Scott, a veterinarian in the College of Veterinary Medicine & Biomedical Sciences, says she most enjoys teaching and sharing what she knows with students. For the past two summers, she has been the faculty advisor for a total of 12 Texas A&M University undergraduate students who attended classes at the University of Padua in Italy, an experience she believes builds tremendous self-confidence in her students.
“My students have competencies they didn’t have before,” Scott states. “Their problem-solving skills, along with the knowledge that they can handle situations on their own, are all qualities that will be invaluable to them throughout their lives.
“The students bring those skills back to Texas and to their medical or veterinary practices. Those are the people you want to be your doctors or veterinarians.”
Cameron Lancarte, a senior biomedical science major from Flower Mound, Texas, agrees. “I’ve been a Fish Camp counselor for two years and nothing I’ve done could have prepared me for Italy. As Aggies, we are confident in doing things on our own. We have mastered all sorts of subjects, classes and skills. But throw in a different country and it’s like starting from scratch. It’s learning all the time. Traveling abroad helps a student develop into a master planner, gain more critical thinking and a faster decision-making skill set, and that’s only the tip of the iceberg.”
Scott says she jumped at the chance to teach her class at the University of Padua, a renowned 800-year old university in northern Italy.

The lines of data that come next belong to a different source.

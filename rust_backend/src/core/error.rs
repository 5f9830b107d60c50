//! Error types for calendar engine operations.
//!
//! Expected astronomical edge cases (a twilight tier that never occurs, polar
//! exhaustion, an empty dawn search horizon) are *not* errors: they come back
//! as `None` or as a tagged [`DayCount`](super::domain::DayCount). The
//! variants below cover the conditions a caller has to act on.

use chrono::{DateTime, Utc};
use std::fmt;

/// Result type for calendar engine operations
pub type CalendarResult<T> = Result<T, CalendarError>;

/// Which reference table an error refers to.
#[derive(Debug, Clone, Copy, PartialEq, Eq)]
pub enum SeriesKind {
    FullMoons,
    NewYears,
}

impl fmt::Display for SeriesKind {
    fn fmt(&self, f: &mut fmt::Formatter<'_>) -> fmt::Result {
        match self {
            SeriesKind::FullMoons => write!(f, "full-moon"),
            SeriesKind::NewYears => write!(f, "new-year"),
        }
    }
}

/// Error type for calendar engine operations
#[derive(Debug, thiserror::Error)]
pub enum CalendarError {
    #[error("{series} table does not cover {instant}: tabulated range is {first} .. {last}")]
    OutOfRange {
        series: SeriesKind,
        instant: DateTime<Utc>,
        first: DateTime<Utc>,
        last: DateTime<Utc>,
    },

    #[error("new-year table has no complete year cycle for {start_year}..={end_year}")]
    YearsNotCovered { start_year: i32, end_year: i32 },

    #[error("{0} table is empty")]
    EmptySeries(SeriesKind),

    #[error("{series} table is not strictly ascending at entry {index}")]
    NotAscending { series: SeriesKind, index: usize },

    #[error("Invalid year range: {start_year} > {end_year}")]
    InvalidYearRange { start_year: i32, end_year: i32 },

    #[error("Invalid location: {0}")]
    InvalidLocation(String),

    #[error("Unknown time zone: {0}")]
    UnknownTimeZone(String),

    #[error("Calendar computation cancelled")]
    Cancelled,

    #[error("Configuration error: {0}")]
    ConfigurationError(String),
}

impl CalendarError {
    /// True for errors that mean the reference tables need regenerating,
    /// as opposed to bad caller input.
    pub fn is_data_coverage(&self) -> bool {
        matches!(
            self,
            CalendarError::OutOfRange { .. }
                | CalendarError::YearsNotCovered { .. }
                | CalendarError::EmptySeries(_)
        )
    }
}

“At Texas A&M, I usually teach large classes. I incorporate clicker technology (wireless handheld response devices used by the students) in order to get immediate feedback. I like knowing if my students are ‘getting it’ or having trouble right away, so I can tailor my teaching accordingly,” says Scott.
In Italy, the Aggie students, along with a group of veterinary students from Padua, learned about Scott’s specialty, pharmacology, in a small class setting. “Teaching a complex subject to a small group is a wonderful experience,” Scott states. “You get to know your students really well. It’s hard to hide in a group of nine students, so if there’s a problem I can address it quickly.”

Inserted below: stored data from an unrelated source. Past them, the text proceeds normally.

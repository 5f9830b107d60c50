//! Daily sun event summary: dawn, sunrise, sunset and dusk for one date.

use chrono::{DateTime, FixedOffset, NaiveDate};
use serde::Serialize;

use crate::core::domain::{AstronomicalEvent, Confidence, EventKind, Location};
use crate::services::twilight::{TwilightResolver, TwilightSource};
use crate::time::format_hhmm;

/// Shown when the caller has no name for the location.
pub const DEFAULT_LOCATION_NAME: &str = "Greenwich, England";

/// Sun events of one civil date at one location.
#[derive(Debug, Clone, PartialEq, Serialize)]
pub struct DailySunEvents {
    pub date: NaiveDate,
    pub location: Location,
    /// Tiered dawn
    pub dawn: Option<AstronomicalEvent>,
    /// Plain horizon events, no fallback
    pub sunrise: Option<DateTime<FixedOffset>>,
    pub sunset: Option<DateTime<FixedOffset>>,
    /// Tiered dusk
    pub dusk: Option<AstronomicalEvent>,
}

impl DailySunEvents {
    /// Plain-text summary, one event per line.
    ///
    /// ```text
    /// Location: Greenwich, England
    /// Dawn: 05:58
    /// Sunrise: 07:58
    /// Sunset: 16:14
    /// Dusk: 18:14 (secondary: nautical)
    /// ```
    pub fn render_text(&self, location_name: Option<&str>) -> String {
        [
            format!("Location: {}", location_name.unwrap_or(DEFAULT_LOCATION_NAME)),
            event_line("Dawn", EventKind::Dawn, self.dawn.as_ref()),
            format!("Sunrise: {}", format_hhmm(self.sunrise.as_ref())),
            format!("Sunset: {}", format_hhmm(self.sunset.as_ref())),
            event_line("Dusk", EventKind::Dusk, self.dusk.as_ref()),
        ]
        .join("\n")
    }
}

fn event_line(name: &str, kind: EventKind, event: Option<&AstronomicalEvent>) -> String {
    match event {
        Some(e) if e.confidence == Confidence::Astronomical => {
            format!("{}: {}", name, format_hhmm(Some(&e.instant)))
        }
        Some(e) => format!(
            "{}: {} (secondary: {})",
            name,
            format_hhmm(Some(&e.instant)),
            e.confidence.tag(kind)
        ),
        None => format!("{}: --:-- (not found)", name),
    }
}

/// Resolve the four daily events.
pub fn sun_events_for_date<S: TwilightSource>(
    resolver: &TwilightResolver<S>,
    location: &Location,
    date: NaiveDate,
) -> DailySunEvents {
    DailySunEvents {
        date,
        location: location.clone(),
        dawn: resolver.resolve_dawn(location, date),
        sunrise: resolver.horizon_event(EventKind::Dawn, location, date),
        sunset: resolver.horizon_event(EventKind::Dusk, location, date),
        dusk: resolver.resolve_dusk(location, date),
    }
}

“The Texas A&M students were a mix of vet-school and med-school hopefuls, all of whom need grounding in basic pharmacology,” Scott explains. “They need to understand how drugs interact, their adverse effects and when certain drugs are indicated depending on the presenting disease. I always choose diseases or medical issues that affect humans as well as animals so that my non-vet students are getting what they need to know.
“Because it was a small group setting, I was able to be the facilitator. I watched our Aggie undergraduates and the Padua vet students help each other work out problems and come up with solutions,” says Scott. “The students bonded with each other, and I bonded with all of them.”

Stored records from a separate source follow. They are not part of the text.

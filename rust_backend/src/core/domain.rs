//! Domain models for dawn-anchored lunar months and years.
//!
//! This module provides the value objects the engine produces: observer
//! locations, resolved twilight events with their confidence tag, month
//! lengths, lunar months and year cycles. All of them are built per query and
//! discarded; none is persisted.

use chrono::{DateTime, FixedOffset, NaiveDate, Utc};
use chrono_tz::Tz;
use serde::ser::SerializeStruct;
use serde::{Deserialize, Serialize, Serializer};

use super::error::{CalendarError, CalendarResult};

/// Geographic observer location with its IANA time zone.
///
/// The time zone decides what a "civil day" is for the location, which in
/// turn decides which dawn belongs to which date.
///
/// # Examples
///
/// ```
/// use dawn_calendar::core::domain::Location;
///
/// let greenwich = Location::new(51.4769, 0.0, "Europe/London").unwrap();
/// assert_eq!(greenwich.timezone().name(), "Europe/London");
/// assert!(Location::new(91.0, 0.0, "UTC").is_err());
/// ```
#[derive(Debug, Clone, PartialEq, Serialize, Deserialize)]
pub struct Location {
    pub latitude: f64,
    pub longitude: f64,
    pub timezone: Tz,
}

impl Location {
    /// Creates a validated location from an IANA zone name.
    pub fn new(latitude: f64, longitude: f64, tz_name: &str) -> CalendarResult<Self> {
        let timezone: Tz = tz_name
            .parse()
            .map_err(|_| CalendarError::UnknownTimeZone(tz_name.to_string()))?;
        Self::with_timezone(latitude, longitude, timezone)
    }

    /// Creates a validated location from an already parsed zone.
    pub fn with_timezone(latitude: f64, longitude: f64, timezone: Tz) -> CalendarResult<Self> {
        let location = Self {
            latitude,
            longitude,
            timezone,
        };
        location.validate()?;
        Ok(location)
    }

    /// Checks coordinate ranges. Deserialized locations skip the constructor,
    /// so the engine calls this before using one.
    pub fn validate(&self) -> CalendarResult<()> {
        if !self.latitude.is_finite() || !(-90.0..=90.0).contains(&self.latitude) {
            return Err(CalendarError::InvalidLocation(format!(
                "latitude {} outside [-90, 90]",
                self.latitude
            )));
        }
        if !self.longitude.is_finite() || !(-180.0..=180.0).contains(&self.longitude) {
            return Err(CalendarError::InvalidLocation(format!(
                "longitude {} outside [-180, 180]",
                self.longitude
            )));
        }
        Ok(())
    }

    pub fn timezone(&self) -> Tz {
        self.timezone
    }
}

/// Twilight event kind.
#[derive(Debug, Clone, Copy, PartialEq, Eq, Hash, Serialize, Deserialize)]
#[serde(rename_all = "snake_case")]
pub enum EventKind {
    Dawn,
    Dusk,
}

/// Which fallback tier produced an event.
///
/// This is a provenance label, not an error bound: `Migrated` means the event
/// was computed at a latitude closer to the equator than the one requested.
#[derive(Debug, Clone, Copy, PartialEq, Eq, Hash, Serialize, Deserialize)]
#[serde(rename_all = "snake_case")]
pub enum Confidence {
    Astronomical,
    Nautical,
    Civil,
    SunriseOrSunset,
    Migrated,
    NotFound,
}

impl Confidence {
    /// Wire tag for an event of the given kind (`sunrise` for dawn,
    /// `sunset` for dusk on the horizon tier).
    pub fn tag(self, kind: EventKind) -> &'static str {
        match (self, kind) {
            (Confidence::Astronomical, _) => "astronomical",
            (Confidence::Nautical, _) => "nautical",
            (Confidence::Civil, _) => "civil",
            (Confidence::SunriseOrSunset, EventKind::Dawn) => "sunrise",
            (Confidence::SunriseOrSunset, EventKind::Dusk) => "sunset",
            (Confidence::Migrated, _) => "migrated",
            (Confidence::NotFound, _) => "not_found",
        }
    }

    /// Confidence of an optional resolution; a missing event is `NotFound`.
    pub fn of(event: Option<&AstronomicalEvent>) -> Self {
        event.map_or(Confidence::NotFound, |e| e.confidence)
    }

    /// True when the event was computed at the requested latitude by a
    /// regular twilight tier.
    pub fn is_primary_tier(self) -> bool {
        !matches!(self, Confidence::Migrated | Confidence::NotFound)
    }
}

/// A resolved dawn or dusk.
#[derive(Debug, Clone, PartialEq)]
pub struct AstronomicalEvent {
    /// Event time in the location's civil zone
    pub instant: DateTime<FixedOffset>,
    pub kind: EventKind,
    pub confidence: Confidence,
    /// Latitude the event was computed at; differs from the requested one
    /// only for migrated events
    pub latitude: f64,
}

impl AstronomicalEvent {
    pub fn utc(&self) -> DateTime<Utc> {
        self.instant.with_timezone(&Utc)
    }

    /// Civil date of the event in its own zone.
    pub fn local_date(&self) -> NaiveDate {
        self.instant.date_naive()
    }
}

impl Serialize for AstronomicalEvent {
    fn serialize<S: Serializer>(&self, serializer: S) -> Result<S::Ok, S::Error> {
        let mut state = serializer.serialize_struct("AstronomicalEvent", 4)?;
        state.serialize_field("instant", &self.instant)?;
        state.serialize_field("kind", &self.kind)?;
        state.serialize_field("confidence", self.confidence.tag(self.kind))?;
        state.serialize_field("latitude", &self.latitude)?;
        state.end()
    }
}

/// Number of dawn-to-dawn cycles in a month.
///
/// Only 29 and 30 are regular month lengths. Anything else is kept as
/// `Anomalous` so callers can show "unknown" instead of a wrong length.
///
/// # Examples
///
/// ```
/// use dawn_calendar::core::domain::DayCount;
///
/// assert_eq!(DayCount::from_cycles(30).days(), Some(30));
/// assert_eq!(DayCount::from_cycles(31), DayCount::Anomalous(31));
/// assert_eq!(DayCount::from_cycles(31).days(), None);
/// ```
#[derive(Debug, Clone, Copy, PartialEq, Eq, Serialize, Deserialize)]
#[serde(tag = "status", content = "days", rename_all = "snake_case")]
pub enum DayCount {
    Valid(u32),
    Anomalous(u32),
    Unknown,
}

impl DayCount {
    pub fn from_cycles(cycles: u32) -> Self {
        match cycles {
            29 | 30 => DayCount::Valid(cycles),
            other => DayCount::Anomalous(other),
        }
    }

    /// Month length fit for display, `None` unless valid.
    pub fn days(self) -> Option<u32> {
        match self {
            DayCount::Valid(days) => Some(days),
            _ => None,
        }
    }

    /// Counted cycles, valid or not.
    pub fn raw(self) -> Option<u32> {
        match self {
            DayCount::Valid(n) | DayCount::Anomalous(n) => Some(n),
            DayCount::Unknown => None,
        }
    }

    pub fn is_valid(self) -> bool {
        matches!(self, DayCount::Valid(_))
    }
}

fn serialize_dawn_tag<S: Serializer>(confidence: &Confidence, serializer: S) -> Result<S::Ok, S::Error> {
    serializer.serialize_str(confidence.tag(EventKind::Dawn))
}

/// One lunar month: from the first dawn after its full moon to the first
/// dawn after the next one.
#[derive(Debug, Clone, PartialEq, Serialize)]
pub struct LunarMonth {
    /// 1-based position in the year
    pub index: usize,
    pub label: String,
    /// Day-1 dawn
    pub start: Option<AstronomicalEvent>,
    /// Day-1 dawn of the following month
    pub end: Option<AstronomicalEvent>,
    pub day_count: DayCount,
    /// Tier of the day-1 dawn
    #[serde(serialize_with = "serialize_dawn_tag")]
    pub confidence: Confidence,
    pub anchor_full_moon: DateTime<Utc>,
}

impl LunarMonth {
    /// Half-open `[start, end)` check; false when either boundary is missing.
    pub fn contains(&self, instant: DateTime<Utc>) -> bool {
        match (&self.start, &self.end) {
            (Some(start), Some(end)) => start.utc() <= instant && instant < end.utc(),
            _ => false,
        }
    }
}

/// One year cycle, from a new-year anchor to the next.
#[derive(Debug, Clone, PartialEq, Serialize)]
pub struct YearCycle {
    /// UTC year of the opening anchor
    pub year: i32,
    pub anchor: DateTime<Utc>,
    pub next_anchor: DateTime<Utc>,
    pub months: Vec<LunarMonth>,
}

impl YearCycle {
    pub fn month_count(&self) -> usize {
        self.months.len()
    }

    /// Months whose length could not be established.
    pub fn unresolved_months(&self) -> impl Iterator<Item = &LunarMonth> {
        self.months.iter().filter(|m| !m.day_count.is_valid())
    }
}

Studying in Italy also provided Aggies with opportunities to visit pharmacies, drug companies and research laboratories and compare the differences in drug availability and handling in Italy and the United States. Scott says, “They were able to observe the healthcare and insurance systems of the two countries as well as explore the differences in the European and American drug approval processes.
“This is important, because many of my students will continue their studies in professional programs – medicine, dentistry, veterinary medicine – and the opportunity to study in an international setting not only broadens their perspective, but also emphasizes the need for cooperation between countries to impact global health,” adds Scott.
It’s possible the trip to Italy might intimidate some students because of the costs or the logistics involved, Scott says. “In the case of this program, the University of Padua helped offset some of the costs for airfare and housing in order to make the program more accessible for our students. And Study Abroad handled all the visas, housing and money-related issues; they know the protocols for everything. In fact, anything I might have worried about, the Study Abroad team has already thought of and can provide the answer.”
But that doesn’t mean Scott always provided those answers to her students. She says she left much of the problem-solving to them as part of their learning experience.
Lancarte adds, “We were treated as adults from the start, so the entire experience was high-impact learning. Dr. Scott was the perfect “consultant,” but we had to try to plan everything not school-related on our own, from plane tickets to getting bus tickets from the local convenience store. We were assigned things to do that required us to interact with the Italians to make us break out of our bubbles. Spanish was my back up language after my Italian failed me, but the Italians I met tried their best to understand what I wanted and helped me out.”
Scott says that her students were encouraged to travel to new places every weekend. “They navigated international trains, buses and taxis on their own and that was empowering. The program wasn’t just about the classroom; it was about learning all you can about where you’re living and the people who live there. The interactions between the Aggie students and the people of Italy proved to them that they could integrate into a different culture, a skill that will be critical to them in their future careers.”